| Your assignment |
The lines from the start of the records through the one containing "pub signature: &'a" are to be restated word for word; please include both ends.

| Records to use |

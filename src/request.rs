use serde::Serialize;
use url::Url;

use crate::error::FailureReason;
use crate::signing::sign_postback;
use crate::template::{self, Macros};
use crate::types::{AuthInjection, HttpMethod, PostbackProfile, PostbackTask, SignatureConfig};

/// A fully rendered postback, ready to send.
#[derive(Debug, Clone, PartialEq, Eq, Serialize)]
pub struct PreparedRequest {
    pub method: HttpMethod,
    pub url: String,
    pub body: Option<String>,
    pub headers: Vec<(String, String)>,
}

/// Inputs for [`assemble`], borrowed from a profile or an operator request.
pub struct RequestParts<'a> {
    pub method: HttpMethod,
    pub url_template: &'a str,
    pub body_template: Option<&'a str>,
    pub signature: &'a SignatureConfig,
    pub auth: Option<&'a AuthInjection>,
}

/// Render the postback for `task` under `profile`.
pub fn build_request(
    profile: &PostbackProfile,
    task: &PostbackTask,
) -> Result<PreparedRequest, FailureReason> {
    let macros = Macros::for_task(task, profile);
    assemble(
        &RequestParts {
            method: profile.method,
            url_template: &profile.url_template,
            body_template: profile.body_template.as_deref(),
            signature: &profile.signature,
            auth: profile.auth.as_ref(),
        },
        &macros,
    )
}

/// Substitute macros, then attach signature and auth.
///
/// Auth parameters are appended after substitution so a macro value can
/// never replace them.
pub fn assemble(parts: &RequestParts<'_>, macros: &Macros) -> Result<PreparedRequest, FailureReason> {
    let rendered = template::render(parts.url_template, macros);
    let mut url = Url::parse(&rendered)
        .map_err(|e| FailureReason::InvalidRequest(format!("{rendered}: {e}")))?;
    let mut headers = Vec::new();

    if let Some(signature) = sign_postback(parts.signature, macros) {
        url.query_pairs_mut()
            .append_pair(&signature.param.0, &signature.param.1);
        headers.push(signature.header);
    }

    match parts.auth {
        Some(AuthInjection::Query { key, value }) => {
            url.query_pairs_mut().append_pair(key, value);
        }
        Some(AuthInjection::Header { name, value }) => {
            headers.push((name.clone(), value.clone()));
        }
        None => {}
    }

    let body = match parts.method {
        HttpMethod::Get => None,
        HttpMethod::Post => {
            headers.push(("Content-Type".to_string(), "application/json".to_string()));
            Some(match parts.body_template {
                Some(body_template) => template::render(body_template, macros),
                None => default_body(macros),
            })
        }
    };

    Ok(PreparedRequest {
        method: parts.method,
        url: url.into(),
        body,
        headers,
    })
}

fn default_body(macros: &Macros) -> String {
    let field = |name: &str| macros.get(name).unwrap_or_default().to_string();
    serde_json::json!({
        "click_id": field("click_id"),
        "conversion_type": field("conversion_type"),
        "external_tx_id": field("external_tx_id"),
        "revenue": field("revenue"),
        "currency": field("currency"),
        "conversion_status": field("status"),
    })
    .to_string()
}

#[cfg(test)]
mod tests {
    use super::*;
    use crate::trigger::build_task;
    use crate::types::{ConversionRecord, ConversionType};

    fn task() -> PostbackTask {
        build_task(
            &ConversionRecord::new("c1", "adv", "clk1", ConversionType::Purchase, "approved")
                .with_external_tx_id("tx1")
                .with_revenue("10.00", "USD"),
        )
    }

    #[test]
    fn builds_url_with_mapped_status() {
        let profile = PostbackProfile::new(
            "adv",
            "https://tracker.example/pb?subid={subid}&status={status}&payout={revenue}&tx={txid}",
        )
        .with_status_label(ConversionType::Purchase, "approved", "sale");

        let request = build_request(&profile, &task()).unwrap();
        assert!(request.url.contains("status=sale"));
        assert!(request.url.contains("subid=clk1"));
        assert!(request.url.contains("payout=10.00"));
        assert!(request.url.contains("tx=tx1"));
        assert!(request.body.is_none());
    }

    #[test]
    fn auth_is_appended_after_substitution() {
        let profile = PostbackProfile::new("adv", "https://tracker.example/pb?key={api_key}")
            .with_custom_param("api_key", "from-macro")
            .with_auth(AuthInjection::Query {
                key: "token".to_string(),
                value: "real".to_string(),
            });
        let request = build_request(&profile, &task()).unwrap();
        assert!(request.url.ends_with("key=from-macro&token=real"));
    }

    #[test]
    fn signature_goes_to_query_and_header() {
        let profile = PostbackProfile::new("adv", "https://tracker.example/pb?c={click_id}")
            .with_signature("secret", "{click_id}{txid}")
            .with_signature_param("sig");
        let request = build_request(&profile, &task()).unwrap();
        let expected = crate::signing::compute_signature(b"secret", b"clk1tx1");
        assert!(request.url.contains(&format!("sig={expected}")));
        assert!(request
            .headers
            .contains(&("X-Postback-Signature".to_string(), expected)));
    }

    #[test]
    fn post_uses_default_json_body() {
        let profile = PostbackProfile::new("adv", "https://tracker.example/pb")
            .with_method(HttpMethod::Post);
        let request = build_request(&profile, &task()).unwrap();
        let body: serde_json::Value = serde_json::from_str(request.body.as_deref().unwrap()).unwrap();
        assert_eq!(body["click_id"], "clk1");
        assert_eq!(body["conversion_status"], "sale");
        assert_eq!(body["revenue"], "10.00");
    }

    #[test]
    fn unparsable_url_is_an_invalid_request() {
        let profile = PostbackProfile::new("adv", "{click_id}/not-a-url");
        let err = build_request(&profile, &task()).unwrap_err();
        assert_eq!(err.kind(), "invalid_request");
    }
}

| Answer section |
filename src/request.rs
use serde::Serialize;
use url::Url;

use crate::error::FailureReason;
use crate::signing::sign_postback;
use crate::template::{self, Macros};
use crate::types::{AuthInjection, HttpMethod, PostbackProfile, PostbackTask, SignatureConfig};

/// A fully rendered postback, ready to send.
#[derive(Debug, Clone, PartialEq, Eq, Serialize)]
pub struct PreparedRequest {
    pub method: HttpMethod,
    pub url: String,
    pub body: Option<String>,
    pub headers: Vec<(String, String)>,
}

/// Inputs for [`assemble`], borrowed from a profile or an operator request.
pub struct RequestParts<'a> {
    pub method: HttpMethod,
    pub url_template: &'a str,
    pub body_template: Option<&'a str>,
    pub signature: &'a SignatureConfig,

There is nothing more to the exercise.